Vermeulen A, Vandeweghe M, Deslypere J P
J Androl. 1986 May-Jun;7(3):147-55. doi: 10.1002/j.1939-4640.1986.tb00899.x.
To evaluate whether correction of varicocele improves fertility, pregnancy rates were compared in 115 varicocele patients consulting for infertility and having oligozoospermia, asthenospermia, or teratozoospermia, in any combination, and FSH levels within the normal range. Ninety of these patients had corrected, and 25 had uncorrected varicoceles, respectively. The value of clinical and seminal parameters for predicting the eventuality of pregnancy for varicocele patients was also studied. Although both groups were comparable in terms of duration of infertility, mean age, sperm density, motility or fertility index, cumulative pregnancy rates over 12 months were similar, whether or not the varicocele was corrected. The value of clinical or seminal parameters, in any combination, for the prediction of outcome for varicocele patients was poor. The prognosis was poor for men with less than 15% of spermatozoa with normal morphology, FSH levels higher than the mean + 3 SD of those values found in young fathers, and a fertility index below 3. In subjects who achieved pregnancy within one year, pretreatment sperm characteristics were similar in both the corrected and uncorrected groups. Correction of varicocele slightly improved sperm characteristics. It seems likely that in most men with subfertility and varicocele, other factors besides venous reflux are responsible for their infertility.

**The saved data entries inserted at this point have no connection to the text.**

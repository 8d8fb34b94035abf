//! Run reports: markdown brief, JSON dump, parquet snapshot + manifest.

use std::collections::BTreeMap;
use std::fs::File;
use std::path::{Path, PathBuf};
use std::sync::Arc;

use amis_core::{DisplayRecord, Summary, TransactionRecord};
use anyhow::{Context, Result};
use arrow_array::{Date32Array, RecordBatch, StringArray, UInt64Array};
use arrow_schema::{DataType, Field as ArrowField, Schema};
use chrono::{DateTime, Datelike, Utc};
use parquet::arrow::ArrowWriter;
use serde::{Deserialize, Serialize};
use sha2::{Digest, Sha256};
use tokio::fs;
use uuid::Uuid;

use crate::{CollectStats, FileReport};

pub const DAILY_BRIEF_FILE: &str = "daily_brief.md";
pub const TRANSACTIONS_FILE: &str = "transactions.json";
pub const SNAPSHOT_DIR: &str = "snapshots";
pub const MANIFEST_FILE: &str = "manifest.json";

/// Days from 0001-01-01 (CE day 1) to 1970-01-01.
const UNIX_EPOCH_DAYS_FROM_CE: i32 = 719_163;

#[derive(Debug, Clone, Serialize, Deserialize)]
pub struct RunMeta {
    pub run_id: Uuid,
    pub started_at: DateTime<Utc>,
    pub finished_at: DateTime<Utc>,
}

#[derive(Debug, Clone, Serialize, Deserialize)]
pub struct ParquetManifest {
    pub schema_version: u32,
    pub files: Vec<ParquetManifestFile>,
}

#[derive(Debug, Clone, Serialize, Deserialize)]
pub struct ParquetManifestFile {
    pub name: String,
    pub path: String,
    pub sha256: String,
    pub bytes: u64,
}

#[derive(Serialize)]
struct TransactionsDump<'a> {
    run: &'a RunMeta,
    stats: &'a CollectStats,
    summary: Summary,
    files: &'a [FileReport],
    records: Vec<DisplayRecord>,
}

pub fn render_daily_brief(run: &RunMeta, stats: &CollectStats, records: &[TransactionRecord]) -> String {
    let summary = Summary::from_records(records);
    let mut per_market: BTreeMap<&str, (usize, u64)> = BTreeMap::new();
    for r in records {
        let entry = per_market.entry(r.market.as_str()).or_default();
        entry.0 += 1;
        entry.1 += r.total_value;
    }
    let price_range = match (summary.min_unit_price, summary.max_unit_price) {
        (Some(min), Some(max)) => format!("{min} - {max}"),
        _ => "n/a".to_string(),
    };

    let mut lines = vec![
        "# AMIS Settlement Brief".to_string(),
        String::new(),
        format!("- Run ID: `{}`", run.run_id),
        format!("- Started: {}", run.started_at),
        format!("- Finished: {}", run.finished_at),
        format!(
            "- Sources: {} enabled, {} unreachable",
            stats.enabled_sources, stats.failed_sources
        ),
        format!("- Files: {} fetched, {} failed", stats.files, stats.failed_files),
        format!(
            "- Records: {} unique ({} extracted, {} duplicates, {} malformed blocks skipped)",
            records.len(),
            stats.extracted_records,
            stats.duplicates,
            stats.skipped_blocks
        ),
        String::new(),
        "## Totals".to_string(),
        format!("- Pieces: {}", summary.total_pieces),
        format!("- Weight (kg): {}", summary.total_weight_kg),
        format!("- Value: {}", summary.total_value),
        format!("- Unit price range: {price_range}"),
        format!("- Average unit price: {:.1}", summary.average_unit_price),
        String::new(),
        "## Markets".to_string(),
    ];
    if per_market.is_empty() {
        lines.push("- no data".to_string());
    }
    for (market, (count, value)) in per_market {
        lines.push(format!("- {market}: {count} records, value {value}"));
    }
    lines.push(String::new());
    lines.join("\n")
}

pub async fn write_reports(
    reports_dir: &Path,
    run: &RunMeta,
    stats: &CollectStats,
    files: &[FileReport],
    records: &[TransactionRecord],
) -> Result<()> {
    fs::create_dir_all(reports_dir)
        .await
        .with_context(|| format!("creating {}", reports_dir.display()))?;

    fs::write(
        reports_dir.join(DAILY_BRIEF_FILE),
        render_daily_brief(run, stats, records),
    )
    .await
    .context("writing daily_brief.md")?;

    let dump = TransactionsDump {
        run,
        stats,
        summary: Summary::from_records(records),
        files,
        records: records.iter().map(DisplayRecord::from).collect(),
    };
    let json = serde_json::to_vec_pretty(&dump).context("serializing transactions dump")?;
    fs::write(reports_dir.join(TRANSACTIONS_FILE), json)
        .await
        .context("writing transactions.json")?;
    Ok(())
}

pub async fn export_parquet_snapshot(reports_dir: &Path, records: &[TransactionRecord]) -> Result<PathBuf> {
    let snapshot_dir = reports_dir.join(SNAPSHOT_DIR);
    fs::create_dir_all(&snapshot_dir)
        .await
        .with_context(|| format!("creating {}", snapshot_dir.display()))?;

    let transactions_path = snapshot_dir.join("transactions.parquet");
    write_transactions_parquet(&transactions_path, records)?;

    let manifest = ParquetManifest {
        schema_version: 1,
        files: vec![manifest_entry("transactions", reports_dir, &transactions_path)?],
    };
    let manifest_path = snapshot_dir.join(MANIFEST_FILE);
    let bytes = serde_json::to_vec_pretty(&manifest).context("serializing parquet manifest")?;
    fs::write(&manifest_path, bytes)
        .await
        .with_context(|| format!("writing {}", manifest_path.display()))?;
    Ok(manifest_path)
}

fn write_parquet(path: &Path, batch: RecordBatch) -> Result<()> {
    let file = File::create(path).with_context(|| format!("creating {}", path.display()))?;
    let mut writer = ArrowWriter::try_new(file, batch.schema(), None)
        .with_context(|| format!("opening parquet writer {}", path.display()))?;
    writer
        .write(&batch)
        .with_context(|| format!("writing record batch {}", path.display()))?;
    writer
        .close()
        .with_context(|| format!("closing parquet writer {}", path.display()))?;
    Ok(())
}

fn utf8_column<'a>(records: &'a [TransactionRecord], f: impl Fn(&'a TransactionRecord) -> &'a str) -> StringArray {
    StringArray::from(records.iter().map(|r| Some(f(r))).collect::<Vec<_>>())
}

fn u64_column(records: &[TransactionRecord], f: impl Fn(&TransactionRecord) -> u64) -> UInt64Array {
    UInt64Array::from(records.iter().map(f).collect::<Vec<_>>())
}

fn write_transactions_parquet(path: &Path, records: &[TransactionRecord]) -> Result<()> {
    let schema = Arc::new(Schema::new(vec![
        ArrowField::new("serial_id", DataType::Utf8, false),
        ArrowField::new("trade_date", DataType::Date32, false),
        ArrowField::new("grade", DataType::Utf8, false),
        ArrowField::new("market_code", DataType::Utf8, false),
        ArrowField::new("market", DataType::Utf8, false),
        ArrowField::new("cooperative_code", DataType::Utf8, false),
        ArrowField::new("sub_lot_code", DataType::Utf8, false),
        ArrowField::new("variety", DataType::Utf8, false),
        ArrowField::new("piece_count", DataType::UInt64, false),
        ArrowField::new("weight_kg", DataType::UInt64, false),
        ArrowField::new("unit_price", DataType::UInt64, false),
        ArrowField::new("total_value", DataType::UInt64, false),
        ArrowField::new("buyer_code", DataType::Utf8, false),
    ]));

    let trade_dates = Date32Array::from(
        records
            .iter()
            .map(|r| r.trade_date.num_days_from_ce() - UNIX_EPOCH_DAYS_FROM_CE)
            .collect::<Vec<_>>(),
    );

    let batch = RecordBatch::try_new(
        schema,
        vec![
            Arc::new(utf8_column(records, |r| r.serial_id.as_str())),
            Arc::new(trade_dates),
            Arc::new(utf8_column(records, |r| r.grade.code())),
            Arc::new(utf8_column(records, |r| r.market_code.as_str())),
            Arc::new(utf8_column(records, |r| r.market.as_str())),
            Arc::new(utf8_column(records, |r| r.cooperative_code.as_str())),
            Arc::new(utf8_column(records, |r| r.sub_lot_code.as_str())),
            Arc::new(utf8_column(records, |r| r.variety.as_str())),
            Arc::new(u64_column(records, |r| r.piece_count)),
            Arc::new(u64_column(records, |r| r.weight_kg)),
            Arc::new(u64_column(records, |r| r.unit_price)),
            Arc::new(u64_column(records, |r| r.total_value)),
            Arc::new(utf8_column(records, |r| r.buyer_code.as_str())),
        ],
    )
    .context("building transactions record batch")?;
    write_parquet(path, batch)
}

fn manifest_entry(name: &str, reports_dir: &Path, path: &Path) -> Result<ParquetManifestFile> {
    let bytes = std::fs::read(path).with_context(|| format!("reading {}", path.display()))?;
    let mut hasher = Sha256::new();
    hasher.update(&bytes);
    let rel = path
        .strip_prefix(reports_dir)
        .unwrap_or(path)
        .display()
        .to_string();
    Ok(ParquetManifestFile {
        name: name.to_string(),
        path: rel,
        sha256: hex::encode(hasher.finalize()),
        bytes: bytes.len() as u64,
    })
}

/// Markdown digest of the most recent `runs` report directories under `<root>/reports`.
pub fn report_daily_markdown(runs: usize, workspace_root: Option<PathBuf>) -> Result<String> {
    let root = workspace_root.unwrap_or_else(|| PathBuf::from("."));
    let reports_root = root.join("reports");
    let mut dirs = std::fs::read_dir(&reports_root)
        .with_context(|| format!("reading {}", reports_root.display()))?
        .filter_map(|entry| entry.ok())
        .filter(|entry| entry.file_type().map(|ft| ft.is_dir()).unwrap_or(false))
        .filter_map(|entry| {
            let dump = read_dump_header(&entry.path().join(TRANSACTIONS_FILE)).ok()?;
            Some((entry.path(), dump))
        })
        .collect::<Vec<_>>();
    dirs.sort_by_key(|(_, dump)| dump.run.started_at);
    dirs.reverse();

    let mut lines = vec!["# AMIS Report Digest".to_string(), String::new()];
    if dirs.is_empty() {
        lines.push("No completed runs found.".to_string());
    }
    for (dir, dump) in dirs.into_iter().take(runs.max(1)) {
        let manifest_path = dir.join(SNAPSHOT_DIR).join(MANIFEST_FILE);
        lines.push(format!("## Run `{}`", dump.run.run_id));
        lines.push(format!("- finished: {}", dump.run.finished_at));
        lines.push(format!("- records: {}", dump.records.len()));
        lines.push(format!("- value: {}", dump.summary.total_value));
        lines.push(format!("- failed files: {}", dump.stats.failed_files));
        lines.push(format!("- brief: `{}`", dir.join(DAILY_BRIEF_FILE).display()));
        if manifest_path.exists() {
            lines.push(format!("- parquet manifest: `{}`", manifest_path.display()));
        }
        lines.push(String::new());
    }
    Ok(lines.join("\n"))
}

#[derive(Deserialize)]
struct DumpHeader {
    run: RunMeta,
    stats: CollectStats,
    summary: Summary,
    records: Vec<serde_json::Value>,
}

fn read_dump_header(path: &Path) -> Result<DumpHeader> {
    let text = std::fs::read_to_string(path).with_context(|| format!("reading {}", path.display()))?;
    serde_json::from_str(&text).with_context(|| format!("parsing {}", path.display()))
}

#[cfg(test)]
mod tests {
    use super::*;
    use amis_core::Grade;
    use chrono::{NaiveDate, TimeZone};
    use tempfile::tempdir;

    fn sample_records() -> Vec<TransactionRecord> {
        vec![TransactionRecord {
            serial_id: "A".to_string(),
            trade_date: NaiveDate::from_ymd_opt(2026, 2, 10).unwrap(),
            grade: Grade::Premium,
            market_code: "S0".to_string(),
            market: "高雄縣".to_string(),
            cooperative_code: "S00076".to_string(),
            sub_lot_code: "001".to_string(),
            variety: "R1".to_string(),
            piece_count: 3,
            weight_kg: 18,
            unit_price: 140,
            total_value: 252,
            buyer_code: "6000".to_string(),
        }]
    }

    fn run_meta() -> RunMeta {
        let at = Utc.with_ymd_and_hms(2026, 2, 10, 7, 0, 0).single().unwrap();
        RunMeta {
            run_id: Uuid::new_v4(),
            started_at: at,
            finished_at: at,
        }
    }

    #[test]
    fn brief_lists_totals_and_markets() {
        let stats = CollectStats {
            enabled_sources: 1,
            files: 1,
            extracted_records: 2,
            duplicates: 1,
            ..Default::default()
        };
        let brief = render_daily_brief(&run_meta(), &stats, &sample_records());
        assert!(brief.contains("- Records: 1 unique (2 extracted, 1 duplicates"));
        assert!(brief.contains("- Unit price range: 140 - 140"));
        assert!(brief.contains("- 高雄縣: 1 records, value 252"));
    }

    #[test]
    fn brief_handles_empty_runs() {
        let brief = render_daily_brief(&run_meta(), &CollectStats::default(), &[]);
        assert!(brief.contains("- Unit price range: n/a"));
        assert!(brief.contains("- no data"));
    }

    #[test]
    fn epoch_offset_matches_chrono() {
        let epoch = NaiveDate::from_ymd_opt(1970, 1, 1).unwrap();
        assert_eq!(epoch.num_days_from_ce(), UNIX_EPOCH_DAYS_FROM_CE);
    }

    #[tokio::test]
    async fn reports_and_snapshot_are_written_and_digested() {
        let root = tempdir().unwrap();
        let run = run_meta();
        let reports_dir = root.path().join("reports").join(run.run_id.to_string());
        let records = sample_records();

        write_reports(&reports_dir, &run, &CollectStats::default(), &[], &records)
            .await
            .unwrap();
        let manifest_path = export_parquet_snapshot(&reports_dir, &records).await.unwrap();

        let manifest: ParquetManifest =
            serde_json::from_slice(&std::fs::read(&manifest_path).unwrap()).unwrap();
        assert_eq!(manifest.files.len(), 1);
        assert_eq!(manifest.files[0].path, "snapshots/transactions.parquet");
        assert_eq!(manifest.files[0].sha256.len(), 64);
        assert!(manifest.files[0].bytes > 0);

        let digest = report_daily_markdown(5, Some(root.path().to_path_buf())).unwrap();
        assert!(digest.contains(&run.run_id.to_string()));
        assert!(digest.contains("- records: 1"));
        assert!(digest.contains("- value: 252"));
    }
}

为评估精索静脉曲张的矫正是否能提高生育能力,对115名因不育前来咨询且患有少精子症、弱精子症或畸形精子症(任意组合)且促卵泡生成素(FSH)水平在正常范围内的精索静脉曲张患者的妊娠率进行了比较。其中90名患者进行了精索静脉曲张矫正,25名患者未进行矫正。还研究了临床和精液参数对预测精索静脉曲张患者妊娠可能性的价值。尽管两组在不育持续时间、平均年龄、精子密度、活力或生育指数方面具有可比性,但无论精索静脉曲张是否得到矫正,12个月内的累积妊娠率相似。临床或精液参数以任何组合形式对预测精索静脉曲张患者的结局价值都不大。对于正常形态精子低于15%、FSH水平高于年轻父亲平均值+3标准差且生育指数低于3的男性,预后较差。在一年内成功妊娠的受试者中,矫正组和未矫正组的治疗前精子特征相似。精索静脉曲张的矫正略微改善了精子特征。在大多数患有亚生育力和精索静脉曲张的男性中,除静脉反流外,其他因素可能也是导致其不育的原因。